El 8 de septiembre de 1991, el defensa Isidro Villanova se convirtió en el tercer miembro de la saga de los Villanova en jugar en el CD Logroñés, al sustituir a García-Pitarch en el minuto 89 del partido que le enfrentó al Cádiz (2-1). Antes lo habían hecho sus tíos Manolo Villanova (1962-1964) y, años después, Antonio Villanova (1969-1970), ambos porteros. Su sobrino disputó aquí cien partidos en cuatro temporadas (1991-1995).
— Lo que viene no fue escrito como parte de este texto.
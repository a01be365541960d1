use crate::models::{AggregatedRecord, CanonicalQuote, ExchangeFunding};
use crate::normalize::RateNormalizer;
use ordered_float::OrderedFloat;
use std::collections::BTreeMap;

/// Merges one cycle's canonical quotes into one record per symbol.
pub struct Aggregator {
    exchanges: Vec<String>,
    reference: String,
    normalizer: RateNormalizer,
}

impl Aggregator {
    pub fn new(exchanges: Vec<String>, reference: String, normalizer: RateNormalizer) -> Self {
        Self {
            exchanges,
            reference,
            normalizer,
        }
    }

    pub fn exchanges(&self) -> &[String] {
        &self.exchanges
    }

    /// Every configured exchange gets a cell on every record, empty unless
    /// it quoted that symbol. A repeated (exchange, symbol) pair keeps the
    /// last quote.
    pub fn aggregate(&self, quotes: Vec<CanonicalQuote>) -> Vec<AggregatedRecord> {
        let mut by_symbol: BTreeMap<String, AggregatedRecord> = BTreeMap::new();

        for quote in quotes {
            let record = by_symbol
                .entry(quote.symbol.clone())
                .or_insert_with(|| AggregatedRecord {
                    symbol: quote.symbol.clone(),
                    exchanges: self
                        .exchanges
                        .iter()
                        .map(|e| (e.clone(), ExchangeFunding::default()))
                        .collect(),
                });

            record.exchanges.insert(
                quote.exchange.to_string(),
                ExchangeFunding {
                    rate: Some(quote.rate),
                    next_funding: self.normalizer.format_settlement(quote.next_funding_ms),
                },
            );
        }

        let mut records: Vec<_> = by_symbol.into_values().collect();
        sort_by_reference(&mut records, &self.reference);
        records
    }
}

/// Ascending by the reference exchange's rate, records without one last,
/// ties broken by symbol.
pub fn sort_by_reference(records: &mut [AggregatedRecord], reference: &str) {
    records.sort_by(|a, b| {
        let key = |r: &AggregatedRecord| {
            let rate = r.rate(reference);
            (rate.is_none(), OrderedFloat(rate.unwrap_or(f64::INFINITY)))
        };
        key(a).cmp(&key(b)).then_with(|| a.symbol.cmp(&b.symbol))
    });
}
Belaza, un jugador popular y querido por la afición
Hoy cumple 74 años Jesús Belaza, que fuera el gran capitán del CD Logroñés en los años 70 y uno de los jugadores más queridos por la afición blanquirroja. El 11 de junio de 1977, se despidió del fútbol en un partido homenaje en Las Gaunas y, 72 horas antes, a instancias de su presidente, Emilio Ramírez, las peñas acordaron por unanimidad salir a la calle con sus blusas de colores para acompañarle ese día. ¡Felicidades!